When news of the Wells Fargo cross-selling scandal broke, many people cited a poor sales culture as the root cause. In the blog I wrote about this scandal, I pointed to the fact that the same employees who were tasked with reaching certain sales goals were the same employees who were issuing new accounts and cards. With proper risk assessments and oversight, management would have identified the risk of employees meeting their sales goals improperly, and they would have mitigated this risk by implementing separations of duties and access rights.
After an in-depth investigation into the scandal, the CFPB and the OCC alleged the bank “failed to establish an enterprise-wide sales practices oversight program to prevent and detect unsafe or unsound sales practices, or mitigate the risks resulting from such sales practices.”

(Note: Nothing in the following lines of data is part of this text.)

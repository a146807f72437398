//! OrdersManager - transactional workflow coordinator
//!
//! Every mutation follows the same shape:
//!
//! ```text
//! begin_write → load record → validate (pure state machine) → persist → commit
//! ```
//!
//! redb admits a single write transaction at a time, so concurrent calls
//! against the same order or return serialize here; the loser of a race
//! re-reads state the winner already committed and fails validation with
//! `InvalidTransition`/`InvalidState`. Calls against different entities only
//! contend on the short write window, never on each other's validation.

use chrono::Local;
use shared::order::{Location, Order, OrderLineItem, OrderStatus, Station};
use shared::returns::ReturnRequest;

use super::storage::OrderStore;
use super::{WorkflowError, WorkflowResult, lifecycle, money, returns};

/// Outcome of an administrative approval, carrying what the payment and
/// inventory collaborators must be told
#[derive(Debug, Clone)]
pub struct ApprovedReturn {
    pub request: ReturnRequest,
    /// Amount to reverse: the order total derived from its snapshots
    pub reversed_amount: f64,
}

/// Workflow coordinator over the order store
pub struct OrdersManager {
    store: OrderStore,
}

impl OrdersManager {
    pub fn new(store: OrderStore) -> Self {
        Self { store }
    }

    /// Get the underlying store (read-side queries go through projections)
    pub fn store(&self) -> &OrderStore {
        &self.store
    }

    /// Generate the next human-facing order number (crash-safe via redb)
    fn next_order_number(&self) -> WorkflowResult<String> {
        let count = self.store.next_order_count()?;
        let date_str = Local::now().format("%Y%m%d").to_string();
        Ok(format!("ORD{}{}", date_str, 10000 + count))
    }

    // ========== Order Lifecycle ==========

    /// Create a PENDING order from checkout input
    ///
    /// Line items arrive with their price/name/station snapshots already
    /// resolved from the catalog; this is the only moment catalog data is
    /// consulted, so later price changes never touch existing orders.
    pub fn create_order(
        &self,
        location: Location,
        line_items: Vec<OrderLineItem>,
    ) -> WorkflowResult<Order> {
        if line_items.is_empty() {
            return Err(WorkflowError::Validation(
                "order must contain at least one line item".to_string(),
            ));
        }
        for item in &line_items {
            money::validate_quantity(item.quantity)?;
            money::validate_unit_price(item.unit_price_snapshot)?;
        }

        let order_number = self.next_order_number()?;
        let order = Order::new(
            uuid::Uuid::new_v4().to_string(),
            order_number,
            location,
            line_items,
        );

        let txn = self.store.begin_write()?;
        self.store.put_order(&txn, &order)?;
        txn.commit()?;

        tracing::info!(
            order_id = %order.id,
            order_number = %order.order_number,
            items = order.line_items.len(),
            "Order created"
        );
        Ok(order)
    }

    /// Advance an order to the next lifecycle status
    ///
    /// Fails with `InvalidTransition` unless `target` is the exact successor
    /// of the current status. Persists the new status plus an audit entry.
    pub fn advance(
        &self,
        order_id: &str,
        target: OrderStatus,
        actor: &str,
    ) -> WorkflowResult<Order> {
        let txn = self.store.begin_write()?;
        let mut order = self
            .store
            .get_order_txn(&txn, order_id)?
            .ok_or_else(|| WorkflowError::OrderNotFound(order_id.to_string()))?;

        lifecycle::validate_advance(order.status, target)?;
        lifecycle::apply_advance(
            &mut order,
            target,
            actor,
            chrono::Utc::now().timestamp_millis(),
        );

        self.store.put_order(&txn, &order)?;
        txn.commit()?;

        tracing::info!(order_id = %order.id, status = %order.status, operator = %actor, "Order advanced");
        Ok(order)
    }

    // ========== Return Workflow ==========

    /// File a return request against an order
    ///
    /// At most one non-terminal return may exist per order; the open-return
    /// index is checked and updated in the same transaction.
    pub fn request_return(
        &self,
        order_id: &str,
        reason: &str,
        actor: &str,
    ) -> WorkflowResult<ReturnRequest> {
        let reason = reason.trim();
        if reason.is_empty() {
            return Err(WorkflowError::Validation(
                "return reason must not be empty".to_string(),
            ));
        }

        let txn = self.store.begin_write()?;
        let order = self
            .store
            .get_order_txn(&txn, order_id)?
            .ok_or_else(|| WorkflowError::OrderNotFound(order_id.to_string()))?;

        if let Some(open_id) = self.store.open_return_for_order_txn(&txn, order_id)? {
            return Err(WorkflowError::InvalidState(format!(
                "order {} already has an open return request ({})",
                order_id, open_id
            )));
        }

        let request = returns::new_request(
            &order,
            uuid::Uuid::new_v4().to_string(),
            reason.to_string(),
            actor,
        );
        self.store.put_return(&txn, &request)?;
        txn.commit()?;

        tracing::info!(
            return_id = %request.id,
            order_id = %order_id,
            operator = %actor,
            "Return requested"
        );
        Ok(request)
    }

    /// Record a station's sign-off on a return request
    pub fn approve_station(
        &self,
        return_id: &str,
        station: Station,
        actor: &str,
    ) -> WorkflowResult<ReturnRequest> {
        let txn = self.store.begin_write()?;
        let mut request = self
            .store
            .get_return_txn(&txn, return_id)?
            .ok_or_else(|| WorkflowError::ReturnNotFound(return_id.to_string()))?;

        returns::apply_station_approval(&mut request, station)?;

        self.store.put_return(&txn, &request)?;
        txn.commit()?;

        tracing::info!(return_id = %return_id, station = %station, operator = %actor, "Return approved by station");
        Ok(request)
    }

    /// Record the administrative sign-off, terminal-izing the request
    ///
    /// Returns the reversed amount for the caller to forward to the payment
    /// and inventory collaborators (best-effort, outside this transaction).
    pub fn approve_admin(&self, return_id: &str, actor: &str) -> WorkflowResult<ApprovedReturn> {
        let txn = self.store.begin_write()?;
        let mut request = self
            .store
            .get_return_txn(&txn, return_id)?
            .ok_or_else(|| WorkflowError::ReturnNotFound(return_id.to_string()))?;

        returns::apply_admin_approval(&mut request, actor, chrono::Utc::now().timestamp_millis())?;

        let order = self
            .store
            .get_order_txn(&txn, &request.order_ref)?
            .ok_or_else(|| WorkflowError::OrderNotFound(request.order_ref.clone()))?;
        let reversed_amount = money::order_total(&order.line_items);

        self.store.put_return(&txn, &request)?;
        txn.commit()?;

        tracing::info!(
            return_id = %return_id,
            order_id = %request.order_ref,
            reversed_amount,
            operator = %actor,
            "Return approved by admin"
        );
        Ok(ApprovedReturn {
            request,
            reversed_amount,
        })
    }

    /// Reject a return request from either non-terminal state
    pub fn reject_return(&self, return_id: &str, actor: &str) -> WorkflowResult<ReturnRequest> {
        let txn = self.store.begin_write()?;
        let mut request = self
            .store
            .get_return_txn(&txn, return_id)?
            .ok_or_else(|| WorkflowError::ReturnNotFound(return_id.to_string()))?;

        returns::apply_rejection(&mut request, actor, chrono::Utc::now().timestamp_millis())?;

        self.store.put_return(&txn, &request)?;
        txn.commit()?;

        tracing::info!(return_id = %return_id, operator = %actor, "Return rejected");
        Ok(request)
    }
}

#[cfg(test)]
mod tests {
    use super::*;
    use shared::order::LocationKind;
    use shared::returns::ReturnStatus;
    use std::collections::BTreeSet;

    fn manager() -> OrdersManager {
        OrdersManager::new(OrderStore::open_in_memory().unwrap())
    }

    fn item(station: Station, quantity: i32, price: f64) -> OrderLineItem {
        OrderLineItem {
            id: uuid::Uuid::new_v4().to_string(),
            menu_item_ref: "menu:1".to_string(),
            name: "Test item".to_string(),
            quantity,
            unit_price_snapshot: price,
            preparation_station: station,
        }
    }

    fn table_location() -> Location {
        Location {
            kind: LocationKind::Table,
            identifier: "T5".to_string(),
        }
    }

    #[test]
    fn test_create_order_assigns_number_and_pending() {
        let manager = manager();
        let order = manager
            .create_order(table_location(), vec![item(Station::Kitchen, 1, 10.0)])
            .unwrap();

        assert_eq!(order.status, OrderStatus::Pending);
        assert!(order.order_number.starts_with("ORD"));

        let second = manager
            .create_order(table_location(), vec![item(Station::Bar, 1, 5.0)])
            .unwrap();
        assert_ne!(order.order_number, second.order_number);
    }

    #[test]
    fn test_create_order_rejects_bad_input() {
        let manager = manager();
        assert!(matches!(
            manager.create_order(table_location(), vec![]),
            Err(WorkflowError::Validation(_))
        ));
        assert!(matches!(
            manager.create_order(table_location(), vec![item(Station::Kitchen, 0, 10.0)]),
            Err(WorkflowError::Validation(_))
        ));
        assert!(matches!(
            manager.create_order(table_location(), vec![item(Station::Kitchen, 1, -1.0)]),
            Err(WorkflowError::Validation(_))
        ));
    }

    #[test]
    fn test_advance_unknown_order() {
        let manager = manager();
        assert!(matches!(
            manager.advance("missing", OrderStatus::Preparing, "kitchen-1"),
            Err(WorkflowError::OrderNotFound(_))
        ));
    }

    #[test]
    fn test_price_snapshot_survives_lifecycle() {
        let manager = manager();
        let order = manager
            .create_order(table_location(), vec![item(Station::Kitchen, 2, 12.5)])
            .unwrap();

        manager
            .advance(&order.id, OrderStatus::Preparing, "kitchen-1")
            .unwrap();
        let advanced = manager.advance(&order.id, OrderStatus::Ready, "kitchen-1").unwrap();

        assert_eq!(advanced.line_items[0].unit_price_snapshot, 12.5);
        assert_eq!(advanced.line_items[0].id, order.line_items[0].id);
    }

    #[test]
    fn test_second_open_return_is_rejected() {
        let manager = manager();
        let order = manager
            .create_order(table_location(), vec![item(Station::Bar, 1, 8.0)])
            .unwrap();

        manager
            .request_return(&order.id, "warm beer", "waiter-1")
            .unwrap();
        assert!(matches!(
            manager.request_return(&order.id, "still warm", "waiter-1"),
            Err(WorkflowError::InvalidState(_))
        ));
    }

    #[test]
    fn test_new_return_allowed_after_rejection() {
        let manager = manager();
        let order = manager
            .create_order(table_location(), vec![item(Station::Bar, 1, 8.0)])
            .unwrap();

        let first = manager
            .request_return(&order.id, "warm beer", "waiter-1")
            .unwrap();
        manager.reject_return(&first.id, "manager-1").unwrap();

        let second = manager
            .request_return(&order.id, "actually flat", "waiter-1")
            .unwrap();
        assert_ne!(first.id, second.id);
        assert_eq!(second.status, ReturnStatus::Requested);
    }

    #[test]
    fn test_empty_reason_is_rejected() {
        let manager = manager();
        let order = manager
            .create_order(table_location(), vec![item(Station::Bar, 1, 8.0)])
            .unwrap();
        assert!(matches!(
            manager.request_return(&order.id, "   ", "waiter-1"),
            Err(WorkflowError::Validation(_))
        ));
    }

    /// The full walkthrough: mixed kitchen/bar order through its lifecycle
    /// and a two-stage return approval.
    #[test]
    fn test_full_workflow_scenario() {
        let manager = manager();
        let order = manager
            .create_order(
                table_location(),
                vec![item(Station::Kitchen, 2, 14.0), item(Station::Bar, 1, 9.0)],
            )
            .unwrap();

        // Skipping PREPARING is rejected
        assert!(matches!(
            manager.advance(&order.id, OrderStatus::Ready, "waiter-1"),
            Err(WorkflowError::InvalidTransition(_))
        ));

        manager
            .advance(&order.id, OrderStatus::Preparing, "kitchen-1")
            .unwrap();

        // Repeating the transition is rejected
        assert!(matches!(
            manager.advance(&order.id, OrderStatus::Preparing, "bar-1"),
            Err(WorkflowError::InvalidTransition(_))
        ));

        manager
            .advance(&order.id, OrderStatus::Ready, "kitchen-1")
            .unwrap();

        let request = manager
            .request_return(&order.id, "guest changed mind", "waiter-1")
            .unwrap();
        assert_eq!(request.status, ReturnStatus::Requested);
        assert_eq!(
            request.required_stations,
            BTreeSet::from([Station::Kitchen, Station::Bar])
        );

        let request = manager
            .approve_station(&request.id, Station::Bar, "bar-1")
            .unwrap();
        assert_eq!(request.status, ReturnStatus::ApprovedStation);
        assert_eq!(request.station_approvals, BTreeSet::from([Station::Bar]));

        // Already past REQUESTED from the kitchen's perspective
        assert!(matches!(
            manager.approve_station(&request.id, Station::Kitchen, "kitchen-1"),
            Err(WorkflowError::InvalidState(_))
        ));

        let approved = manager.approve_admin(&request.id, "manager-1").unwrap();
        assert_eq!(approved.request.status, ReturnStatus::ApprovedAdmin);
        // 2 × 14.00 + 1 × 9.00
        assert_eq!(approved.reversed_amount, 37.0);

        // Terminal thereafter
        assert!(matches!(
            manager.approve_admin(&request.id, "manager-1"),
            Err(WorkflowError::InvalidState(_))
        ));
    }
}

While these regulators point to a failure in risk management in their allegations, the scope is too narrow. For organizations to truly protect themselves from the punitive damages and reputational consequences of scandals, they need to implement risk management and oversight practices across the enterprise, not just within select departments.

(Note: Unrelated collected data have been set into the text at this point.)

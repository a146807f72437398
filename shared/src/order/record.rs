//! Order record - authoritative per-order state
//!
//! The record never stores a total amount: totals are derived on read from
//! the line-item snapshots, so there is no stored aggregate to drift.

use super::types::{Location, OrderLineItem, OrderStatus, Station, StatusChange};
use serde::{Deserialize, Serialize};
use std::collections::BTreeSet;

/// One guest fulfillment request
#[derive(Debug, Clone, Serialize, Deserialize, PartialEq)]
pub struct Order {
    /// Order ID (assigned by server)
    pub id: String,
    /// Human-facing daily order number
    pub order_number: String,
    /// Delivery point
    pub location: Location,
    /// Current lifecycle status
    pub status: OrderStatus,
    /// Line items, insertion order preserved for display
    pub line_items: Vec<OrderLineItem>,
    /// Lifecycle audit trail, append-only
    #[serde(default)]
    pub status_history: Vec<StatusChange>,
    /// Creation timestamp (epoch millis), immutable
    pub created_at: i64,
    /// Last persisted mutation (epoch millis)
    pub updated_at: i64,
}

impl Order {
    /// Create a new PENDING order
    pub fn new(
        id: String,
        order_number: String,
        location: Location,
        line_items: Vec<OrderLineItem>,
    ) -> Self {
        let now = chrono::Utc::now().timestamp_millis();
        Self {
            id,
            order_number,
            location,
            status: OrderStatus::Pending,
            line_items,
            status_history: Vec::new(),
            created_at: now,
            updated_at: now,
        }
    }

    /// Check if the order has completed its lifecycle
    pub fn is_served(&self) -> bool {
        self.status == OrderStatus::Served
    }

    /// Distinct preparation stations implicated by this order's line items
    ///
    /// Computed, never stored.
    pub fn stations(&self) -> BTreeSet<Station> {
        self.line_items
            .iter()
            .map(|item| item.preparation_station)
            .collect()
    }

    /// Whether any line item belongs to the given station
    pub fn involves_station(&self, station: Station) -> bool {
        self.line_items
            .iter()
            .any(|item| item.preparation_station == station)
    }
}

/// Read-side projection of an order served to polling terminals
///
/// Either a full view (waiter/cashier) or a station-scoped view carrying
/// only that station's line items. Top-level fields are passed through
/// unmodified from the record; `total_amount` is computed over the included
/// items only.
#[derive(Debug, Clone, Serialize, Deserialize, PartialEq)]
pub struct OrderView {
    pub id: String,
    pub order_number: String,
    pub location: Location,
    pub status: OrderStatus,
    pub line_items: Vec<OrderLineItem>,
    /// Derived sum of quantity × unit_price_snapshot over included items
    pub total_amount: f64,
    /// Station scope of this view, if any
    #[serde(skip_serializing_if = "Option::is_none")]
    pub station: Option<Station>,
    pub created_at: i64,
}
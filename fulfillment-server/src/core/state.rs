use std::sync::Arc;

use crate::auth::JwtService;
use crate::core::Config;
use crate::orders::{OrderStore, OrdersManager};
use crate::services::{CatalogClient, HttpReturnNotifier, ReturnNotifier};

/// Shared server state - singleton references to all services
///
/// Cloning is shallow (Arc all the way down), so handlers receive a cheap
/// copy per request.
///
/// | Field | Type | Purpose |
/// |-------|------|---------|
/// | config | Config | Immutable configuration |
/// | orders | Arc<OrdersManager> | Order/return workflow coordinator |
/// | catalog | Arc<CatalogClient> | Menu item lookups at order creation |
/// | notifier | Arc<dyn ReturnNotifier> | Best-effort return-approved signal |
/// | jwt_service | Arc<JwtService> | Bearer token verification |
#[derive(Clone)]
pub struct ServerState {
    pub config: Config,
    pub orders: Arc<OrdersManager>,
    pub catalog: Arc<CatalogClient>,
    pub notifier: Arc<dyn ReturnNotifier>,
    pub jwt_service: Arc<JwtService>,
}

impl std::fmt::Debug for ServerState {
    fn fmt(&self, f: &mut std::fmt::Formatter<'_>) -> std::fmt::Result {
        f.debug_struct("ServerState")
            .field("config", &self.config)
            .field("orders", &"<OrdersManager>")
            .finish()
    }
}

impl ServerState {
    /// Initialize server state
    ///
    /// 1. Ensure the work directory layout exists
    /// 2. Open the order store at `{work_dir}/database/fulfillment.redb`
    /// 3. Construct collaborator clients and the JWT service
    pub async fn initialize(config: &Config) -> anyhow::Result<Self> {
        config.ensure_work_dir_structure()?;

        let db_path = config.database_path();
        tracing::info!(path = %db_path.display(), "Opening order store");
        let store = OrderStore::open(&db_path)?;
        let orders = Arc::new(OrdersManager::new(store));

        let catalog = Arc::new(CatalogClient::new(
            config.catalog_url.clone(),
            config.service_token.clone(),
        ));
        let notifier: Arc<dyn ReturnNotifier> = Arc::new(HttpReturnNotifier::new(
            config.payments_url.clone(),
            config.service_token.clone(),
        ));
        let jwt_service = Arc::new(JwtService::new(config.jwt.clone()));

        Ok(Self {
            config: config.clone(),
            orders,
            catalog,
            notifier,
            jwt_service,
        })
    }

    /// Build state around an existing manager (for tests)
    pub fn with_manager(config: Config, orders: Arc<OrdersManager>) -> Self {
        let catalog = Arc::new(CatalogClient::new(
            config.catalog_url.clone(),
            config.service_token.clone(),
        ));
        let notifier: Arc<dyn ReturnNotifier> = Arc::new(HttpReturnNotifier::new(
            config.payments_url.clone(),
            config.service_token.clone(),
        ));
        let jwt_service = Arc::new(JwtService::new(config.jwt.clone()));
        Self {
            config,
            orders,
            catalog,
            notifier,
            jwt_service,
        }
    }

    pub fn orders_manager(&self) -> &OrdersManager {
        &self.orders
    }

    pub fn get_jwt_service(&self) -> Arc<JwtService> {
        self.jwt_service.clone()
    }
}
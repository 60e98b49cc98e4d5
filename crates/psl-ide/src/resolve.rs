//! Type resolution against the schema's declared blocks.

use psl_syntax::{Block, BlockKind, Field, Schema};
use rustc_hash::FxHashSet;
use smol_str::SmolStr;

use crate::capabilities::ScalarType;

/// What a field's type name refers to.
#[derive(Debug, Clone, Copy, PartialEq, Eq)]
pub enum ResolvedType<'s> {
    /// A built-in scalar.
    Scalar(ScalarType),
    /// A declared enum.
    Enum(&'s Block),
    /// A declared model or view.
    Model(&'s Block),
    /// A declared composite type.
    Composite(&'s Block),
    /// `Unsupported("...")`.
    Unsupported,
    /// No type, or a name nothing declares.
    Unknown,
}

impl<'s> ResolvedType<'s> {
    /// Resolves a type name.
    #[must_use]
    pub fn of_name(schema: &'s Schema, name: &str) -> Self {
        if let Some(scalar) = ScalarType::from_name(name) {
            return Self::Scalar(scalar);
        }
        if name == "Unsupported" {
            return Self::Unsupported;
        }
        match schema.type_block(name) {
            Some(block) if block.kind == BlockKind::Enum => Self::Enum(block),
            Some(block) if block.kind == BlockKind::CompositeType => Self::Composite(block),
            Some(block) if block.kind.is_model_like() => Self::Model(block),
            _ => Self::Unknown,
        }
    }

    /// Resolves the declared type of `field`.
    #[must_use]
    pub fn of_field(schema: &'s Schema, field: &Field) -> Self {
        field
            .type_name()
            .map_or(Self::Unknown, |name| Self::of_name(schema, name))
    }

    /// The scalar, if this is one.
    #[must_use]
    pub fn scalar(self) -> Option<ScalarType> {
        match self {
            Self::Scalar(scalar) => Some(scalar),
            _ => None,
        }
    }

    /// Returns `true` for model and view types.
    #[must_use]
    pub fn is_relation(self) -> bool {
        matches!(self, Self::Model(_))
    }

    /// Returns `true` for composite types.
    #[must_use]
    pub fn is_composite(self) -> bool {
        matches!(self, Self::Composite(_))
    }
}

/// Follows a dotted path of composite-typed fields starting at `root`.
///
/// Returns the composite type the last segment refers to, or `None` when a
/// segment names no field, a field that is not composite, or a type already
/// visited along the path.
#[must_use]
pub fn resolve_path<'s>(
    schema: &'s Schema,
    root: &'s Block,
    path: &[SmolStr],
) -> Option<&'s Block> {
    let mut visited = FxHashSet::default();
    let mut current = root;
    for segment in path {
        let field = current.field(segment)?;
        let ResolvedType::Composite(next) = ResolvedType::of_field(schema, field) else {
            return None;
        };
        if !visited.insert(next.name.clone()) {
            return None;
        }
        current = next;
    }
    Some(current)
}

I predicted that Wells Fargo would fall victim to subsequent scandals because they focused too narrowly on their sales department without considering similar vulnerabilities in other areas of their business.
My prediction first came to fruition when the bank leaked the PII of 50,000 accounts, and again when Wells Fargo admitted to charging their auto-loan customers for insurance they didn’t need. Both of these scandals are tantalizingly similar to the bank’s original cross-selling scandal. To avoid the repeat scandals and headlines they’ve found themselves the center of, Wells Fargo needed to establish a robust enterprise risk management program and infrastructure, complete with risk assessments that extend across departments and levels
Under the Wells Fargo settlement, which is the largest ever imposed by the consumer bureau, Wells Fargo will reimburse harmed consumers and make improvements to its risk management and compliance programs. The string of punitive actions in addition to this latest settlement should be a warning to all risk managers, C-suite executives, and companies alike: scandals are failures in risk management, wrongdoings are preventable, and upper management will be held accountable for their failure to oversee operational activities.
This is a message I and LogicManager have expounded for many years, and now 18 months after Wells Fargo first topped news headlines, my prediction from September 20, 2016 has been accepted now by two federal regulators, and all major press will report how the Wells Fargo Scandal is now officially labeled a failure in risk management.